Occupy Wall Street movement via Twitter

Following on from our work on harvesting ambient geospatial information (AGI) from social media feeds we have started to explore the Occupy Wall Street movement. The movie below shows just one part of this work, specifically the movement of the protesters in New York during the Action Day (November 17) from Wall Street to Brooklyn Bridge. The red dots denote locations of the tweets. Selected tweets are displayed at the bottom of the screen. Active tweets are marked with a white star.






More ananylsis to follow...

Monday, December 12, 2011

New GeoMason Models

We been working on adding more spatial agent based models examples to GeoMason, the GIS extension for MASON. These include a vegetation growth model utilizing raster data and a simple disease outbreak model utilizing vector data. See below for more details.

Vegetation Growth Model:
Eastern Africa has undergone sustained drought for over a decade placing a great strain on the local population. This demo introduces an agent-based model of grazing called Turkana South. The model makes use of NDVI data and monthly rainfall data to drive vegetation growth. After describing the model, the paper investigates the effect rainfall has on carrying capacity and how carrying capacity varies based on initial starting conditions. I conclude that carrying capacity is independent of initial population size.







Disease Outbreak:
This demo introduces a new agent-based model (ABM) for studying the spread of influenza through the schools and households of Fairfax County, VA. It is intended to explore the following questions. How does an epidemic outbreak spread through a school system? What containment approaches might be most effective at stopping an outbreak?






To find out more about GeoMason (including the data and source code for these models) click here

Thanks to Joseph Harrison for sharing these models which where developed for class projects at the Department of Computational Social Science at George Mason University.

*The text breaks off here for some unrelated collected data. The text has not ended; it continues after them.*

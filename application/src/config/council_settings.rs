//! Council settings: defaults for requests that leave a value unset.

use council_domain::{DEFAULT_TEMPERATURE, ProviderId};
use serde::{Deserialize, Serialize};

/// Default output token cap when a request carries none.
pub const DEFAULT_MAX_TOKENS: u32 = 4000;

/// Request defaults applied by the orchestrator and the entry points.
#[derive(Debug, Clone, PartialEq, Serialize, Deserialize)]
pub struct CouncilSettings {
    /// Used when a request has no `max_tokens`
    pub default_max_tokens: u32,
    /// Used by entry points when the caller gives no temperature
    pub default_temperature: f64,
    /// Used by entry points when the caller names no provider
    pub default_providers: Vec<ProviderId>,
}

impl Default for CouncilSettings {
    fn default() -> Self {
        Self {
            default_max_tokens: DEFAULT_MAX_TOKENS,
            default_temperature: DEFAULT_TEMPERATURE,
            default_providers: ProviderId::default_providers(),
        }
    }
}

impl CouncilSettings {
    // ==================== Builder Methods ====================

    pub fn with_default_max_tokens(mut self, max_tokens: u32) -> Self {
        self.default_max_tokens = max_tokens;
        self
    }

    pub fn with_default_temperature(mut self, temperature: f64) -> Self {
        self.default_temperature = temperature;
        self
    }

    pub fn with_default_providers(mut self, providers: Vec<ProviderId>) -> Self {
        self.default_providers = providers;
        self
    }
}
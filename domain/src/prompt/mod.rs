//! Prompt construction for council members.

pub mod template;

pub use template::PromptTemplate;
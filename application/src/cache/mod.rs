//! Two-tier result cache.

pub mod result_cache;

pub use result_cache::ResultCache;
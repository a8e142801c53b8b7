//! Presentation layer for ai-council
//!
//! This crate contains CLI definitions, output formatters,
//! progress reporters, the HTTP API and the MCP server.

pub mod cli;
pub mod mcp;
pub mod output;
pub mod progress;
pub mod server;

// Re-export commonly used types
pub use cli::commands::{AskArgs, Cli, Command, OutputFormat, ServeArgs};
pub use mcp::CouncilMcpServer;
pub use output::console::ConsoleFormatter;
pub use progress::reporter::{ProgressReporter, SimpleProgress};
pub use server::{AppState, RateLimiter};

Tuesday, December 06, 2011

Harvesting ambient geospatial information from social media feeds

A paper I  recently co-authored with Anthony Stefanidis and Jacek Radzikowski from George Mason University entitled "Harvesting ambient geospatial information from social media feeds" is now available in  GeoJournal. 
 
The abstract for the paper reads as follows: "Social media generated from many individuals is playing a greater role in our daily lives and provides a unique opportunity to gain valuable insight on information flow and social networking within a society. Through data collection and analysis of its content, it supports a greater mapping and understanding of the evolving human landscape. The information disseminated through such media represents a deviation from volunteered geography, in the sense that it is not geographic information per se. Nevertheless, the message often has geographic footprints, for example, in the form of locations from where the tweets originate, or references in their content to geographic entities. We argue that such data conveys ambient geospatial information, capturing for example, people’s references to locations that represent momentary social hotspots. In this paper we address a framework to harvest such ambient geospatial information, and resulting hybrid capabilities to analyze it to support situational awareness as it relates to human activities. We argue that this emergence of ambient geospatial analysis represents a second step in the evolution of geospatial data availability, following on the heels of volunteered geographical information."